Each protein target in the subset was modelled independently using the Papyrus Python scripts to obtain a machine learning-based QSAR model. Several targets were disregarded for modelling when less than 30 active and inactive compounds, based on the activity threshold of 6.5, were present or when associated with activity values spanning less than 2 log units. Then for each target, a random and a temporal split between training and hold-out test sets were performed. For the temporal split, data points associated with the year 2013 and above constituted the test set. If no activity data was available either before, on or after the year 2013, then the target was disregarded. The 777 Mold2 molecular descriptors [41], 512-dimensional continuous data-driven descriptors (CDDD) [42], 1613 Mordred two-dimensional molecular descriptors [43], and the RDKit [36] ECFP6 with 2048 bits were calculated for each molecule. All descriptors but ECFP6 bits were centred and scaled to unit variance. Extreme Gradient Boosting [44] (XGBoost version 1.4.2) regressors and classifiers were trained on randomly split training sets using random seed 1234 and default parameters. Regressors were trained to predict mean pChEMBL values using fivefold cross-validation, while classifiers were trained to predict a binary label of activity class with a threshold set at 6.5 log units using fivefold stratified cross-validation.

Bioactivity modelling: proteochemometrics

No subsequent filtering of the subsets was carried out since PCM handles multiple targets all at once. A temporal split on the year 2013 was employed to split the training and test set. Proteins were described using the concatenation of UniRep [45] 64, 256 and 1900 average hidden states, final cell states, and final hidden states, resulting in 6660-dimensional protein descriptors. XGBoost classifiers and regressors were trained using the same protocol as for QSAR models.

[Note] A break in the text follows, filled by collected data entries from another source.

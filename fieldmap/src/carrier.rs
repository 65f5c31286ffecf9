//! Keyed carriers shipped with the crate.
//!
//! Any type can act as a carrier through a closure accessor; these traits
//! only back the `Accessor::indexed` and `Accessor::sink` shortcuts.

use std::collections::{BTreeMap, HashMap};
use std::hash::BuildHasher;

use crate::errors::CarrierError;
use crate::value::Value;

/// A carrier that hands out values by field name.
pub trait KeyedCarrier {
    /// Gets the value stored under `key`.
    fn get_value(&self, key: &str) -> Result<Value, CarrierError>;
}

/// A carrier that accepts values by field name.
pub trait KeyedSink {
    /// Stores `value` under `key`, replacing any previous value.
    fn set_value(&mut self, key: &str, value: Value) -> Result<(), CarrierError>;
}

impl<S: BuildHasher> KeyedCarrier for HashMap<String, Value, S> {
    fn get_value(&self, key: &str) -> Result<Value, CarrierError> {
        self.get(key)
            .cloned()
            .ok_or_else(|| CarrierError::missing_key(key))
    }
}

impl<S: BuildHasher> KeyedSink for HashMap<String, Value, S> {
    fn set_value(&mut self, key: &str, value: Value) -> Result<(), CarrierError> {
        self.insert(key.to_string(), value);
        Ok(())
    }
}

impl KeyedCarrier for BTreeMap<String, Value> {
    fn get_value(&self, key: &str) -> Result<Value, CarrierError> {
        self.get(key)
            .cloned()
            .ok_or_else(|| CarrierError::missing_key(key))
    }
}

impl KeyedSink for BTreeMap<String, Value> {
    fn set_value(&mut self, key: &str, value: Value) -> Result<(), CarrierError> {
        self.insert(key.to_string(), value);
        Ok(())
    }
}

Bioactivity modelling: Deep Neural Nets

Single-task PCM DNN models were created using PyTorch [46] 1.10.0 with CUDA toolkit version 11.3.1. Models consisted of three hidden fully connected layers with 8000, 4000 and 2000 neurons respectively. The binary cross-entropy was used as a loss function for classifiers along with a sigmoid activation function while the mean-square error was used for regressors along with a rectified linear unit activation function. The Adam optimizer [47] was used to optimize the loss with a learning rate of 10–3. Proteins were represented by a concatenation of the final cell state, final hidden state and average of hidden states of UniRep representations each with 256 dimensions. The training process lasted for 1000 epochs with early stopping after 300 epochs, 25% of hidden neurons were randomly dropped out between each layer and a batch size of 1024 was used. For the kinase and monoamine receptor subsets, the dimensions of the protein descriptors were reduced and consisted of the concatenation of the UniRep final cell state, final hidden state and average of hidden states each with 64 dimensions, early stopping was set to 20 epochs and batch size decreased to 64.

Results and discussion

A new dataset of bioactivities, called Papyrus, resulting from the aggregation and extensive standardisation of data from six sources, was created. Unless mentioned otherwise, only the extensively standardised Papyrus set without stereochemistry is considered in this section.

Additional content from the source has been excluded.